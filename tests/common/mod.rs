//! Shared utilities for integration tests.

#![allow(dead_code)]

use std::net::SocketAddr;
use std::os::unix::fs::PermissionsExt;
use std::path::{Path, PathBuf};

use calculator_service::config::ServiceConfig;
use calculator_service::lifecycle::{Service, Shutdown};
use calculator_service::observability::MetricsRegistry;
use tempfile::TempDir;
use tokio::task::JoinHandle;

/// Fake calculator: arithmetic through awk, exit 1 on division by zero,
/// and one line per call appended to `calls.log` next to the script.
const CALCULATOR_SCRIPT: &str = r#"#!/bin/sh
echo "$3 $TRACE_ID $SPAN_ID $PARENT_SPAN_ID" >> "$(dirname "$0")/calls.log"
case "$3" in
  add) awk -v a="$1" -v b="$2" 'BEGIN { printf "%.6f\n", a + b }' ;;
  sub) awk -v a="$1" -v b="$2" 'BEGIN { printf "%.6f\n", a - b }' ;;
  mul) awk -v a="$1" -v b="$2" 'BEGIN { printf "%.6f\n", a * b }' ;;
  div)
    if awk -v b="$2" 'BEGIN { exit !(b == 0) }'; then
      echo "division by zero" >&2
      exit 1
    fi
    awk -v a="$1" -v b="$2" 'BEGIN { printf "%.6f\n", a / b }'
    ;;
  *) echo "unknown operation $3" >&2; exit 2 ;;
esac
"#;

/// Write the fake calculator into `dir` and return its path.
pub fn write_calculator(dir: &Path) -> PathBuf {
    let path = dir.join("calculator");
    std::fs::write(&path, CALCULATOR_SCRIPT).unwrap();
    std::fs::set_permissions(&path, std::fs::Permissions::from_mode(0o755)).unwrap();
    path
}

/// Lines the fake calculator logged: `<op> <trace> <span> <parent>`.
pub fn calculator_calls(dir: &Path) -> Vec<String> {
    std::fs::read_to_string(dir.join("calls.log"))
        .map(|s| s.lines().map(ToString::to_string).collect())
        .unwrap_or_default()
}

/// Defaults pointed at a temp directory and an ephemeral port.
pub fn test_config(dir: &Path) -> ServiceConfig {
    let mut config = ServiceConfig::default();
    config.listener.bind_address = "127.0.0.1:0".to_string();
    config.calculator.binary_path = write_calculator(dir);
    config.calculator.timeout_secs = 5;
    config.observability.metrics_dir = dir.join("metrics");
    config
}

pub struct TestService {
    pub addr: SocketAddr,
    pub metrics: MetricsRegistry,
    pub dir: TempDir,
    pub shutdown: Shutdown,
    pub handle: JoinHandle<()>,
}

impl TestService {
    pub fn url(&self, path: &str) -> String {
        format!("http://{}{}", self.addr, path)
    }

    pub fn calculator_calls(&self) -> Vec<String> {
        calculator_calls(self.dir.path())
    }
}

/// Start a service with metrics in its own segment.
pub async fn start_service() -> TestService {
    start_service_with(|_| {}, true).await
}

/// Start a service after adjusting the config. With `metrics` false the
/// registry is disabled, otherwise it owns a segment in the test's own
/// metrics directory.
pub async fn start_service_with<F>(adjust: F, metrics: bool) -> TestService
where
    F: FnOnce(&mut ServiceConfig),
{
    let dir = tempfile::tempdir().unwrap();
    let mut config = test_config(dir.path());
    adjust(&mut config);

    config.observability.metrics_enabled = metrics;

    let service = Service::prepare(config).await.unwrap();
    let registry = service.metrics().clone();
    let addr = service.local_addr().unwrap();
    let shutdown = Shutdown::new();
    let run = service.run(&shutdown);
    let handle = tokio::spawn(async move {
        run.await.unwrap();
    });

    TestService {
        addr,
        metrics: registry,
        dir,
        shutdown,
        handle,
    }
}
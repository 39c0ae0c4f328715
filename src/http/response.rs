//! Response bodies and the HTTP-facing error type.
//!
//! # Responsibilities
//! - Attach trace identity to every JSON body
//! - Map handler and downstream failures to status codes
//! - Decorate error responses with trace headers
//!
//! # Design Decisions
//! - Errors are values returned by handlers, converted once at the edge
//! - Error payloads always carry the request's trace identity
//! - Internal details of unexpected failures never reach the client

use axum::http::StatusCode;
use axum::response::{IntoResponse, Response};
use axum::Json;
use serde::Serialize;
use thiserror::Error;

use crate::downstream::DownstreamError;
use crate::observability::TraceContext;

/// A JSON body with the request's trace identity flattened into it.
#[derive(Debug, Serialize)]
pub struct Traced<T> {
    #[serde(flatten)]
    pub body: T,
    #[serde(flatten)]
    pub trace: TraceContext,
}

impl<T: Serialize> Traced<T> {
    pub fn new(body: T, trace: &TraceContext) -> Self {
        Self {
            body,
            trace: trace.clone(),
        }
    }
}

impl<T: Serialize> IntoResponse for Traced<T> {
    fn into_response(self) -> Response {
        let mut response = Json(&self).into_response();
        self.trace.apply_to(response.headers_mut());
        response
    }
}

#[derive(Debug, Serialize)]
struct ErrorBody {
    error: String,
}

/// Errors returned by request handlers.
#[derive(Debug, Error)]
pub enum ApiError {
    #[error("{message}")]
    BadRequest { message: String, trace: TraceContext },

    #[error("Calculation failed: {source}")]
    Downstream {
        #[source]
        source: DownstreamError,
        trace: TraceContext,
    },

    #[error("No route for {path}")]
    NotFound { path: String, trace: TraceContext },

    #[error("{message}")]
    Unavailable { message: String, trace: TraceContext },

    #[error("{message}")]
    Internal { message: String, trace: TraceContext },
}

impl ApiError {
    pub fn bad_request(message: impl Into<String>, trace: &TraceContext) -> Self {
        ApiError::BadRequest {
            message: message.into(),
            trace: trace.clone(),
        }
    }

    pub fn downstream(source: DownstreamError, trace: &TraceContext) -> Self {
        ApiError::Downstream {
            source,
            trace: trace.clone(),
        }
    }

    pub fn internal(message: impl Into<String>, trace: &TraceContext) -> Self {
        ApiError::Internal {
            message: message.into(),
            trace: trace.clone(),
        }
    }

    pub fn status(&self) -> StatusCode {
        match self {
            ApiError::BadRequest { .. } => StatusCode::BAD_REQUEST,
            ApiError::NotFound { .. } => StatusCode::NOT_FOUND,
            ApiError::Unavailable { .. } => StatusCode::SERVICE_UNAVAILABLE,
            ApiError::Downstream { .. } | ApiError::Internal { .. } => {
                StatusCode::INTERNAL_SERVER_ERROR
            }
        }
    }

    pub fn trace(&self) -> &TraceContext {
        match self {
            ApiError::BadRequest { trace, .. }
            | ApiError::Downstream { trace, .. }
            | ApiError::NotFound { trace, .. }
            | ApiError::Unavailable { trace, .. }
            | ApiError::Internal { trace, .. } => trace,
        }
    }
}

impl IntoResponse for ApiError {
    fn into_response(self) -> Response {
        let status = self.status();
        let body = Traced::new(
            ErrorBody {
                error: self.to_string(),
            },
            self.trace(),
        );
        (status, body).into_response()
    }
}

● ● ● ●

| ASSIGNMENT |
Please filter the entries above down to the lines holding "Serialize" and copy them.

| SOLUTION TO THIS TASK |
use serde::Serialize;
#[derive(Debug, Serialize)]
impl<T: Serialize> Traced<T> {
impl<T: Serialize> IntoResponse for Traced<T> {
#[derive(Debug, Serialize)]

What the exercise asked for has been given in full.